Blood and urine tests are normally the first investigations to be carried out when a diagnosis of sulphite oxidase deficiency is suspected. The most indicative are blood and urine tests to detect methionine and cysteine metabolites and a urine test to detect sulphite. Assessment of enzyme and co-factor levels is also revealing. Computed tomography (CT) and magnetic resonance imaging (MRI) can help evaluate the degree and type of brain damage.
Since there are so few cases of sulphite oxidase deficiency, little is know about how best to treat the condition.
For those with late-presenting disease, there may be some benefit from a diet that restricts protein in general and methionine and cysteine specifically. The diet needs to be continued indefinitely and must be initiated only after consultation with a dietician. As with any restrictive diet, it is important to ensure optimal nutrition. While natural protein intake is limited, a formula free of methionine and cysteine is prescribed. The specially formulated powder is designed to meet the nutritional needs of children at different ages. It contains a balanced mix of essential and non-essential amino acids, vitamins, minerals and carbohydrates to avoid malnutrition of other amino acids and to sustain normal growth and development in children. Several low-protein food products are also available.
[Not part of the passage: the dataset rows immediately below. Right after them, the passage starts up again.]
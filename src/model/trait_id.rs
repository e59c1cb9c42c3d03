//! Trait identifier.

use serde::{Deserialize, Serialize};

/// Opaque trait identifier.
///
/// The ordering is plain lexicographic order on the underlying string. It
/// carries no meaning beyond giving co-activation pairs a canonical layout.
#[derive(Debug, Clone, PartialEq, Eq, Hash, PartialOrd, Ord, Serialize, Deserialize)]
#[serde(transparent)]
pub struct TraitId(pub String);

impl TraitId {
    pub fn new(id: impl Into<String>) -> Self {
        Self(id.into())
    }

    pub fn as_str(&self) -> &str {
        &self.0
    }
}

impl std::fmt::Display for TraitId {
    fn fmt(&self, f: &mut std::fmt::Formatter<'_>) -> std::fmt::Result {
        write!(f, "{}", self.0)
    }
}

impl From<&str> for TraitId {
    fn from(s: &str) -> Self {
        Self(s.to_string())
    }
}

impl From<String> for TraitId {
    fn from(s: String) -> Self {
        Self(s)
    }
}

impl std::borrow::Borrow<str> for TraitId {
    fn borrow(&self) -> &str {
        &self.0
    }
}

/// A trait together with an accumulated strength.
#[derive(Debug, Clone, PartialEq, Serialize, Deserialize)]
pub struct TraitStrength {
    pub trait_id: TraitId,
    pub strength: f64,
}

impl TraitStrength {
    pub fn new(trait_id: impl Into<TraitId>, strength: f64) -> Self {
        Self { trait_id: trait_id.into(), strength }
    }
}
Various drug treatments have been tried, although no definitive treatment can be recommended. For example, trimethylglycine or ‘betaine’ can be prescribed as this helps to metabolise cysteine, thus reducing levels of this amino acid in the body. However, this treatment is not suitable for infants. Similarly, thiamine (vitamin B1) supplementation may also be beneficial since this vitamin is low in sulphite oxidase deficiency.